Today is election day and you've probably heard round-the-clock public service announcements from celebrities on TV, radio, and youtube telling you to "get out and vote, no matter what, no excuses" because "you have a public duty" and "the stakes are too big for you to stay home."
I would rephrase this announcement to say get out and vote, but only if you already planned on doing it (before Leonardo DiCaprio or Ben Affleck commanded you) and only if you actually know what's going on in this country. People that have to have MTV tell them to get off their ass and pull the lever are already clueless and probably don't pay taxes. Frankly, they should do the public a duty by not voting.
But statements like "the stakes are too big to stay home" bring focus to a larger point that's really worth discussing. If our politicians and judges actually obeyed the Constitution instead of doing violence to it at every twist and turn, the stakes really shouldn't be that big on the election day, and choosing our president shouldn't be that big a deal. The founding fathers designed the presidency to be the head of state and commander-in-chief of our armed forces should Congress declare war, and little else.
The fact that the stakes are so big illustrates just how powerful, intrusive, and omnipresent the federal government has become in our economic and personal lives, and how ignored our original Constitution is.
You'll also hear pundits say how the "right to vote is what made America great." Well, there's some truth to that, but I don't think voting is the most important right we as citizens have.
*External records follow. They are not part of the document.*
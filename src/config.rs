//! Agent configuration
//!
//! Two layers are kept apart:
//! - [`Settings`]: the persisted, user-edited document (model choice, API keys,
//!   checkpoint rules, custom knowledge). Stored as flat camelCase JSON.
//! - [`AgentConfig`]: timings and limits of the task loop. Not persisted; built
//!   from defaults and overridden by the embedding binary.

use crate::{
    checkpoint::CheckpointRule,
    error::{AgentError, Result},
    knowledge::HostKnowledgeBase,
};
use serde::{Deserialize, Serialize};
use std::{path::Path, path::PathBuf, time::Duration};

pub const OPENAI_KEY_ENV: &str = "OPENAI_API_KEY";
pub const ANTHROPIC_KEY_ENV: &str = "ANTHROPIC_API_KEY";

pub const DEFAULT_MODEL: &str = "claude-3-5-sonnet-20240620";

/// How the page is presented to the model
#[derive(Debug, Clone, Copy, PartialEq, Eq, Default, Serialize, Deserialize)]
#[serde(rename_all = "lowercase")]
pub enum AgentMode {
    /// Side-by-side clean and annotated screenshot plus label metadata
    #[default]
    Vision,
    /// Simplified DOM text only
    Text,
}

impl std::str::FromStr for AgentMode {
    type Err = AgentError;

    fn from_str(s: &str) -> Result<Self> {
        match s.to_ascii_lowercase().as_str() {
            "vision" => Ok(AgentMode::Vision),
            "text" | "dom" => Ok(AgentMode::Text),
            other => Err(AgentError::Config(format!("unknown agent mode `{}`", other))),
        }
    }
}

/// The persisted settings document
#[derive(Debug, Clone, Serialize, Deserialize)]
#[serde(rename_all = "camelCase", default)]
pub struct Settings {
    pub selected_model: String,

    #[serde(rename = "openAIKey", skip_serializing_if = "Option::is_none")]
    pub openai_key: Option<String>,

    #[serde(skip_serializing_if = "Option::is_none")]
    pub anthropic_key: Option<String>,

    #[serde(rename = "openAIBaseUrl", skip_serializing_if = "Option::is_none")]
    pub openai_base_url: Option<String>,

    #[serde(skip_serializing_if = "Option::is_none")]
    pub anthropic_base_url: Option<String>,

    pub agent_mode: AgentMode,

    pub hitl_rules: Vec<CheckpointRule>,

    pub custom_knowledge_base: HostKnowledgeBase,
}

impl Default for Settings {
    fn default() -> Self {
        Self {
            selected_model: DEFAULT_MODEL.to_string(),
            openai_key: None,
            anthropic_key: None,
            openai_base_url: None,
            anthropic_base_url: None,
            agent_mode: AgentMode::default(),
            hitl_rules: Vec::new(),
            custom_knowledge_base: HostKnowledgeBase::default(),
        }
    }
}

impl Settings {
    /// Parse a settings document from JSON text
    pub fn from_json(json: &str) -> Result<Self> {
        serde_json::from_str(json).map_err(|e| AgentError::Config(format!("invalid settings document: {}", e)))
    }

    /// Load a settings document from disk
    pub fn load(path: impl AsRef<Path>) -> Result<Self> {
        let path = path.as_ref();
        let text = std::fs::read_to_string(path)
            .map_err(|e| AgentError::Config(format!("cannot read {}: {}", path.display(), e)))?;
        Self::from_json(&text)
    }

    /// Write the settings document to disk
    pub fn save(&self, path: impl AsRef<Path>) -> Result<()> {
        std::fs::write(path, serde_json::to_string_pretty(self)?)?;
        Ok(())
    }

    /// OpenAI key from the document, falling back to the environment
    pub fn resolved_openai_key(&self) -> Option<String> {
        non_empty(self.openai_key.clone()).or_else(|| non_empty(std::env::var(OPENAI_KEY_ENV).ok()))
    }

    /// Anthropic key from the document, falling back to the environment
    pub fn resolved_anthropic_key(&self) -> Option<String> {
        non_empty(self.anthropic_key.clone()).or_else(|| non_empty(std::env::var(ANTHROPIC_KEY_ENV).ok()))
    }

    /// Builder method: set the model id
    pub fn with_model(mut self, model: impl Into<String>) -> Self {
        self.selected_model = model.into();
        self
    }

    /// Builder method: set the agent mode
    pub fn with_mode(mut self, mode: AgentMode) -> Self {
        self.agent_mode = mode;
        self
    }

    /// Builder method: add a checkpoint rule
    pub fn with_rule(mut self, rule: CheckpointRule) -> Self {
        self.hitl_rules.push(rule);
        self
    }
}

fn non_empty(value: Option<String>) -> Option<String> {
    value.filter(|v| !v.trim().is_empty())
}

/// Timings and limits of the task loop
#[derive(Debug, Clone)]
pub struct AgentConfig {
    /// Hard cap on executed iterations; reaching it ends the task as a success
    pub max_iterations: usize,

    /// Model query attempts per iteration
    pub max_attempts: usize,

    pub inter_iteration_delay: Duration,
    pub mouse_press_gap: Duration,
    pub click_settle: Duration,
    pub keystroke_delay: Duration,
    pub select_all_settle: Duration,
    pub scroll_settle: Duration,
    pub wait_duration: Duration,
    pub annotation_settle: Duration,

    pub stability_interval: Duration,
    pub stability_timeout: Duration,
    pub stability_checks: usize,

    pub max_tokens: u32,

    /// TrueType font for screenshot captions; captions are skipped without one
    pub caption_font: Option<PathBuf>,
}

impl Default for AgentConfig {
    fn default() -> Self {
        Self {
            max_iterations: 50,
            max_attempts: 3,
            inter_iteration_delay: Duration::from_secs(2),
            mouse_press_gap: Duration::from_millis(20),
            click_settle: Duration::from_millis(500),
            keystroke_delay: Duration::from_millis(10),
            select_all_settle: Duration::from_millis(200),
            scroll_settle: Duration::from_millis(300),
            wait_duration: Duration::from_secs(3),
            annotation_settle: Duration::from_millis(300),
            stability_interval: Duration::from_millis(500),
            stability_timeout: Duration::from_secs(10),
            stability_checks: 3,
            max_tokens: 1000,
            caption_font: None,
        }
    }
}

impl AgentConfig {
    pub fn new() -> Self {
        Self::default()
    }

    /// All delays set to zero; used by tests and dry runs
    pub fn instant() -> Self {
        Self {
            inter_iteration_delay: Duration::ZERO,
            mouse_press_gap: Duration::ZERO,
            click_settle: Duration::ZERO,
            keystroke_delay: Duration::ZERO,
            select_all_settle: Duration::ZERO,
            scroll_settle: Duration::ZERO,
            wait_duration: Duration::ZERO,
            annotation_settle: Duration::ZERO,
            stability_interval: Duration::ZERO,
            stability_timeout: Duration::ZERO,
            ..Self::default()
        }
    }

    /// Builder method: set the iteration cap
    pub fn max_iterations(mut self, max: usize) -> Self {
        self.max_iterations = max;
        self
    }

    /// Builder method: set model query attempts per iteration
    pub fn max_attempts(mut self, attempts: usize) -> Self {
        self.max_attempts = attempts.max(1);
        self
    }

    /// Builder method: set the delay between iterations
    pub fn inter_iteration_delay(mut self, delay: Duration) -> Self {
        self.inter_iteration_delay = delay;
        self
    }

    /// Builder method: set the caption font
    pub fn caption_font(mut self, path: impl Into<PathBuf>) -> Self {
        self.caption_font = Some(path.into());
        self
    }
}

#[cfg(test)]
mod tests {
    use super::*;

    #[test]
    fn test_settings_defaults_when_fields_missing() {
        let settings = Settings::from_json("{}").unwrap();
        assert_eq!(settings.selected_model, DEFAULT_MODEL);
        assert_eq!(settings.agent_mode, AgentMode::Vision);
        assert!(settings.hitl_rules.is_empty());
    }

    #[test]
    fn test_settings_camel_case_keys() {
        let json = r#"{
            "selectedModel": "gpt-4o",
            "openAIKey": "sk-test",
            "agentMode": "text",
            "hitlRules": [{"id": "r1", "condition": "submits a payment", "description": "payments"}]
        }"#;

        let settings = Settings::from_json(json).unwrap();
        assert_eq!(settings.selected_model, "gpt-4o");
        assert_eq!(settings.openai_key.as_deref(), Some("sk-test"));
        assert_eq!(settings.agent_mode, AgentMode::Text);
        assert_eq!(settings.hitl_rules.len(), 1);
        assert_eq!(settings.resolved_openai_key().as_deref(), Some("sk-test"));
    }

    #[test]
    fn test_settings_invalid_document() {
        let err = Settings::from_json("{\"agentMode\": \"telepathy\"}").unwrap_err();
        assert!(matches!(err, AgentError::Config(_)));
    }

    #[test]
    fn test_agent_mode_from_str() {
        assert_eq!("VISION".parse::<AgentMode>().unwrap(), AgentMode::Vision);
        assert_eq!("dom".parse::<AgentMode>().unwrap(), AgentMode::Text);
        assert!("audio".parse::<AgentMode>().is_err());
    }

    #[test]
    fn test_agent_config_defaults() {
        let config = AgentConfig::default();
        assert_eq!(config.max_iterations, 50);
        assert_eq!(config.max_attempts, 3);
        assert_eq!(config.inter_iteration_delay, Duration::from_secs(2));
        assert_eq!(config.stability_checks, 3);
    }

    #[test]
    fn test_agent_config_builder() {
        let config = AgentConfig::instant().max_iterations(4).max_attempts(0);
        assert_eq!(config.max_iterations, 4);
        assert_eq!(config.max_attempts, 1);
        assert_eq!(config.click_settle, Duration::ZERO);
    }
}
What about the right to private property, to freedom of assembly, to own a firearm, to earn and keep the fruits of one's labor, to trade freely with others?
If these aforementioned rights were as fiercely protected under the Constitution as originally intended, the right to vote wouldn't be as nearly as big a deal as it is today. It simply wouldn't matter if the president was Republican or Democrat, because neither would have the ability to benefit or burden us as private individuals. It wouldn't matter who was appointed to the Supreme Court, because each justice's role would be limited to interpreting laws instead of writing new ones from the bench and determining social policy for 300 million people. It wouldn't matter which party controlled Congress because $3 trillion of our tax dollars wouldn't be up for grabs to be wasted at the whim of the lobbyists and interest groups that feed (gorge might be the better term) at the federal trough. The redistributive state as we know it wouldn't be allowed to exist.
A few decades ago (not sure if it still holds true today) it was said that the best-run government in the world was Switzerland, yet you could walk up to someone on the streets there and ask them who the president was and get a blank stare in return: so few people there actually knew who their own head of state was, not because they were ignorant, but because the national government played such a non-role in that country's society.
I'm not saying let's all pack our bags and move to Switzerland, but, like millions of fellow young voters today, I have that magical "HOPE." Hope that some day, this country will return to a constitutional republic where government is small, limited, and insubstantial. After glancing at Messrs. Obama's and McCain's platforms for no more than, say, 10 seconds, it becomes apparent I won't be able to hold my breath waiting for that day to come.